## [TASK INPUT]
————————

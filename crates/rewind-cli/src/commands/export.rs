use chrono::Utc;
use color_eyre::eyre::Context;
use color_eyre::Result;
use settings_port_config::{Config, PathManager, PRODUCT_NAME};
use settings_port_core::{build_snapshot, export_file_name, serialize_snapshot};
use std::path::PathBuf;
use tracing::debug;

use crate::output::Output;

pub fn run_export(
    include_auth: bool,
    out: Option<PathBuf>,
    state_path: Option<PathBuf>,
    output: &Output,
) -> Result<()> {
    let config = load_config()?;
    let state = super::load_state(state_path)?;

    let include_sensitive = include_auth || config.include_auth;
    let snapshot = build_snapshot(state.stores(), include_sensitive);
    let text = serialize_snapshot(&snapshot)?;

    let file_name = export_file_name(PRODUCT_NAME, Utc::now());
    let path = resolve_output_path(out, config.export_dir, &file_name);
    debug!(path = %path.display(), "writing export artifact");

    if let Some(parent) = path.parent() {
        if !parent.as_os_str().is_empty() {
            std::fs::create_dir_all(parent)
                .with_context(|| format!("failed to create {}", parent.display()))?;
        }
    }
    std::fs::write(&path, text)
        .with_context(|| format!("failed to write export to {}", path.display()))?;

    if include_sensitive {
        output.warn("Export includes account credentials - keep the file private");
    }
    output.success(format!("Settings exported to {}", path.display()));
    Ok(())
}

fn load_config() -> Result<Config> {
    let paths = PathManager::new().map_err(|e| color_eyre::eyre::eyre!("{}", e))?;
    Config::load(&paths.config_file()).map_err(|e| color_eyre::eyre::eyre!("{}", e))
}

/// `--out` may name a file or a directory; directories get the dated default
/// name. Without `--out`, the configured export directory or the working
/// directory is used.
fn resolve_output_path(
    out: Option<PathBuf>,
    export_dir: Option<PathBuf>,
    file_name: &str,
) -> PathBuf {
    match out {
        Some(path) if path.is_dir() => path.join(file_name),
        Some(path) => path,
        None => export_dir.unwrap_or_default().join(file_name),
    }
}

————————

## [TASK DIRECTIONS]
Every record above needs to be repeated word for word.

## [WRITTEN RESPONSE]
filename crates/rewind-cli/src/commands/export.rs
use chrono::Utc;
use color_eyre::eyre::Context;
use color_eyre::Result;
use settings_port_config::{Config, PathManager, PRODUCT_NAME};
use settings_port_core::{build_snapshot, export_file_name, serialize_snapshot};
use std::path::PathBuf;
use tracing::debug;

use crate::output::Output;

pub fn run_export(
    include_auth: bool,
    out: Option<PathBuf>,
    state_path: Option<PathBuf>,
    output: &Output,
) -> Result<()> {
    let config = load_config()?;
    let state = super::load_state(state_path)?;

    let include_sensitive = include_auth || config.include_auth;
    let snapshot = build_snapshot(state.stores(), include_sensitive);
    let text = serialize_snapshot(&snapshot)?;

    let file_name = export_file_name(PRODUCT_NAME, Utc::now());
    let path = resolve_output_path(out, config.export_dir, &file_name);
    debug!(path = %path.display(), "writing export artifact");

    if let Some(parent) = path.parent() {
        if !parent.as_os_str().is_empty() {
            std::fs::create_dir_all(parent)
                .with_context(|| format!("failed to create {}", parent.display()))?;
        }
    }
    std::fs::write(&path, text)
        .with_context(|| format!("failed to write export to {}", path.display()))?;

    if include_sensitive {
        output.warn("Export includes account credentials - keep the file private");
    }
    output.success(format!("Settings exported to {}", path.display()));
    Ok(())
}

fn load_config() -> Result<Config> {
    let paths = PathManager::new().map_err(|e| color_eyre::eyre::eyre!("{}", e))?;
    Config::load(&paths.config_file()).map_err(|e| color_eyre::eyre::eyre!("{}", e))
}

/// `--out` may name a file or a directory; directories get the dated default
/// name. Without `--out`, the configured export directory or the working
/// directory is used.
fn resolve_output_path(
    out: Option<PathBuf>,
    export_dir: Option<PathBuf>,
    file_name: &str,
) -> PathBuf {
    match out {
        Some(path) if path.is_dir() => path.join(file_name),
        Some(path) => path,
        None => export_dir.unwrap_or_default().join(file_name),
    }
}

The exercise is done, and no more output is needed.